Hi @li.nguyen, thank you very much for your comments. I really appreciate the improvements you mentioned. I’m sure implementing them would make it much more intuitive and interactive. Thanks!

2 Likes

Parking and Camera Violations Interactive Dashboard

This Dash app loads and cleans a CSV file of parking and camera violations, extracting key fields like violation status, date, and hour. It provides dropdown filters for state and violation type, and displays four KPI cards: unique plates, total violations, total fine amount, and unpaid amount. The interface has three tabs: one for violation types and times (bar chart and heatmap), one for status and amounts (pie chart and scatter plot), and one for an interactive data table. All charts and KPIs update dynamically based on the selected filters.
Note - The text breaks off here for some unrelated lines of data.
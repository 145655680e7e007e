//! Error types for timetable construction.
//!
//! Every fatal condition in the pipeline maps to one [`ScheduleError`]
//! variant. A search that finds no timetable is *not* an error; it is
//! reported through [`SearchOutcome`](crate::csp::SearchOutcome).

use chrono::{NaiveDate, Weekday};
use thiserror::Error;

use crate::models::SessionId;
use crate::validation::ValidationError;

/// Crate-wide result alias.
pub type Result<T> = std::result::Result<T, ScheduleError>;

/// Fatal errors raised while building or running a scheduling problem.
#[derive(Debug, Error)]
pub enum ScheduleError {
    /// The week-start date does not fall on the designated first weekday.
    #[error("week start {date} is a {weekday}, expected a Saturday")]
    InvalidWeekStart { date: NaiveDate, weekday: Weekday },

    /// A variable was handed to the engine without a domain entry.
    #[error("session '{name}' ({id}) has no domain entry")]
    MissingDomain { id: SessionId, name: String },

    /// A constraint references a variable the engine does not know.
    #[error("constraint references unknown session {0}")]
    UnknownVariable(SessionId),

    /// Two variables share the same identity.
    #[error("session {0} was registered more than once")]
    DuplicateVariable(SessionId),

    /// The clock source failed or returned an unusable payload.
    #[error("could not resolve prayer times for {date}: {reason}")]
    ClockResolution { date: NaiveDate, reason: String },

    /// A subject name outside the known catalogue.
    #[error("unknown subject: {0}")]
    UnknownSubject(String),

    /// A roster entry references a student id that does not exist.
    #[error("unknown student id: {0}")]
    UnknownStudent(String),

    /// The request failed integrity checks.
    #[error("invalid schedule request: {}", join_messages(.0))]
    InvalidRequest(Vec<ValidationError>),

    /// Configuration text could not be parsed.
    #[error("configuration error: {0}")]
    Config(#[from] toml::de::Error),

    /// The session-source export could not be decoded.
    #[error("roster decode error: {0}")]
    Roster(#[from] serde_json::Error),
}

impl ScheduleError {
    /// Shorthand for a clock-resolution failure.
    pub fn clock(date: NaiveDate, reason: impl Into<String>) -> Self {
        Self::ClockResolution {
            date,
            reason: reason.into(),
        }
    }
}

fn join_messages(errors: &[ValidationError]) -> String {
    errors
        .iter()
        .map(|e| e.message.as_str())
        .collect::<Vec<_>>()
        .join("; ")
}

#[cfg(test)]
mod tests {
    use super::*;
    use crate::validation::ValidationErrorKind;

    #[test]
    fn test_invalid_week_start_message() {
        let date = NaiveDate::from_ymd_opt(2025, 12, 7).unwrap();
        let err = ScheduleError::InvalidWeekStart {
            date,
            weekday: Weekday::Sun,
        };
        assert_eq!(
            err.to_string(),
            "week start 2025-12-07 is a Sun, expected a Saturday"
        );
    }

    #[test]
    fn test_invalid_request_joins_messages() {
        let err = ScheduleError::InvalidRequest(vec![
            ValidationError::new(ValidationErrorKind::DuplicateId, "Duplicate student ID: s1"),
            ValidationError::new(ValidationErrorKind::EmptyTuition, "Tuition 'Math' has no students"),
        ]);
        assert_eq!(
            err.to_string(),
            "invalid schedule request: Duplicate student ID: s1; Tuition 'Math' has no students"
        );
    }
}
The app uses Dash Bootstrap Components for styling and Dash AG Grid for the data table.

I try to upload it later to pycafe.

Code:
import pandas as pd
from dash import Dash, html, Input, Output, dcc
import dash_bootstrap_components as dbc
import plotly.express as px
import dash_ag_grid as dag

# US state abbreviation mapping
us_state_abbrev = {
    'AL': 'Alabama', 'AK': 'Alaska', 'AZ': 'Arizona', 'AR': 'Arkansas',
    'CA': 'California', 'CO': 'Colorado', 'CT': 'Connecticut', 'DE': 'Delaware',
    'FL': 'Florida', 'GA': 'Georgia', 'HI': 'Hawaii', 'ID': 'Idaho',
    'IL': 'Illinois', 'IN': 'Indiana', 'IA': 'Iowa', 'KS': 'Kansas',
    'KY': 'Kentucky', 'LA': 'Louisiana', 'ME': 'Maine', 'MD': 'Maryland',
    'MA': 'Massachusetts', 'MI': 'Michigan', 'MN': 'Minnesota', 'MS': 'Mississippi',
    'MO': 'Missouri', 'MT': 'Montana', 'NE': 'Nebraska', 'NV': 'Nevada',
    'NH': 'New Hampshire', 'NJ': 'New Jersey', 'NM': 'New Mexico', 'NY': 'New York',
    'NC': 'North Carolina', 'ND': 'North Dakota', 'OH': 'Ohio', 'OK': 'Oklahoma',
    'OR': 'Oregon', 'PA': 'Pennsylvania', 'RI': 'Rhode Island', 'SC': 'South Carolina',
    'SD': 'South Dakota', 'TN': 'Tennessee', 'TX': 'Texas', 'UT': 'Utah',
    'VT': 'Vermont', 'VA': 'Virginia', 'WA': 'Washington', 'WV': 'West Virginia',
    'WI': 'Wisconsin', 'WY': 'Wyoming', 'DC': 'District of Columbia'
}

# Load and clean data
df = pd.read_csv("violations.csv")
df = df.drop_duplicates()

# Use "in progress" instead of "unknown"
df['Violation Status'] = df['Violation Status'].fillna("in progress")
df['Violation Status'] = df['Violation Status'].replace("unknown", "in progress")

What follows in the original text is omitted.